Сама главная радетельница за новые порядки, Сун Мэйлин, была заядлым курильщиком. Она курила английский табак. Когда же был выдвинут призыв к запрету курения, Сун Мэйлин перестала курить публично, однако не на людях курила одну сигарету за другой.

Сун Мэйлин поддержала Цзян Чжунчжэна в его решении посещать различные районы страны. Она сопровождала его в такой поездке в 1934 году сначала в Сиань и далее в Ланьчжоу и в провинцию Нинся. Цзян Чжунчжэн полагал, что в прошлом властители страны не сумели должным образом управлять Китаем по той причине, что они не знали, с чего начать. Местные чиновники не осмеливались докладывать о реальном положении на местах. Сами же правители не имели ни времени, ни случая ознакомиться с тем, как идут дела на периферии.

Во время упомянутой поездки Цзян Чжунчжэн и Сун Мэйлин выступали и перед местными влиятельными людьми, и перед иностранными миссионерами. Важно отметить, что именно после поездки на северо-запад страны у Цзян Чжунчжэна появилось намерение добиваться развития экономики страны, в том числе и в этом регионе Китая.

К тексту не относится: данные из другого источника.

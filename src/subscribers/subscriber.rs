//! # Event subscriber trait.
//!
//! Provides [`Subscribe`] — an extension point for plugging custom event
//! handlers into the runtime.
//!
//! Each subscriber gets:
//! - **Dedicated worker task** (runs independently)
//! - **Per-subscriber bounded queue** (capacity via [`Subscribe::queue_capacity`])
//! - **Panic isolation** (panics are caught and reported as
//!   `EventKind::SubscriberPanicked`)
//!
//! ## Rules
//! - A slow subscriber only affects its own queue.
//! - Queue overflow drops the event **for this subscriber only** and
//!   publishes `EventKind::SubscriberOverflow`; other subscribers are
//!   unaffected.
//! - Events are processed sequentially (FIFO) per subscriber.
//! - Subscribers do not block publishers or each other.

use async_trait::async_trait;

use crate::events::Event;

/// Event subscriber for runtime observability.
///
/// ### Implementation requirements
/// - Use async I/O; avoid blocking the executor.
/// - Handle errors internally; do not panic.
/// - Slow processing affects only this subscriber's queue.
///
/// ## Example
/// ```rust
/// use async_trait::async_trait;
/// use orchid::{Subscribe, events::{Event, EventKind}};
///
/// struct FailureCounter;
///
/// #[async_trait]
/// impl Subscribe for FailureCounter {
///     async fn on_event(&self, ev: &Event) {
///         if matches!(ev.kind, EventKind::PetitionBroken) {
///             // export a metric, page someone, ...
///         }
///     }
///
///     fn name(&self) -> &'static str { "failure-counter" }
/// }
/// ```
#[async_trait]
pub trait Subscribe: Send + Sync + 'static {
    /// Processes a single event.
    ///
    /// Called from a dedicated worker task, not in the publisher context.
    /// Events are delivered in FIFO order per subscriber.
    async fn on_event(&self, event: &Event);

    /// Returns the subscriber name used in overflow/panic events.
    ///
    /// Prefer short, descriptive names (e.g., "metrics", "audit").
    fn name(&self) -> &'static str {
        std::any::type_name::<Self>()
    }

    /// Returns the preferred queue capacity for this subscriber.
    ///
    /// The runtime clamps capacity to a minimum of 1. Default: 1024.
    fn queue_capacity(&self) -> usize {
        1024
    }
}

Сун Мэйлин сопровождала мужа. Публично выступая каждый день, она стала избавляться от своей застенчивости и набираться смелости. Она повсюду собирала женщин и призывала их вкладывать свои силы в дело осуществления реформ в стране. Она решительно выступала против старых обычаев, против затворнической жизни женщин в старом Китае, говорила об опасности курения опиума, о необходимости бороться с грязью, призывала воспитывать в себе чувство ответственности, призывала жен высокопоставленных чиновников вставать во главе «Движения за новую жизнь». Сун Мэйлин страдала от качки, с трудом, только лежа, переносила авиаперелеты, но все-таки продолжала сопровождать Цзян Чжунчжэна.

12 декабря 1936 года произошли Сианьские события. Получив сообщение об этом, Кун Сянси тотчас же уведомил находившуюся в Шанхае Сун Мэйлин о том, что в Сиани «военные подняли мятеж» и что «о судьбе председателя (Цзян Чжунчжэна) сведений нет».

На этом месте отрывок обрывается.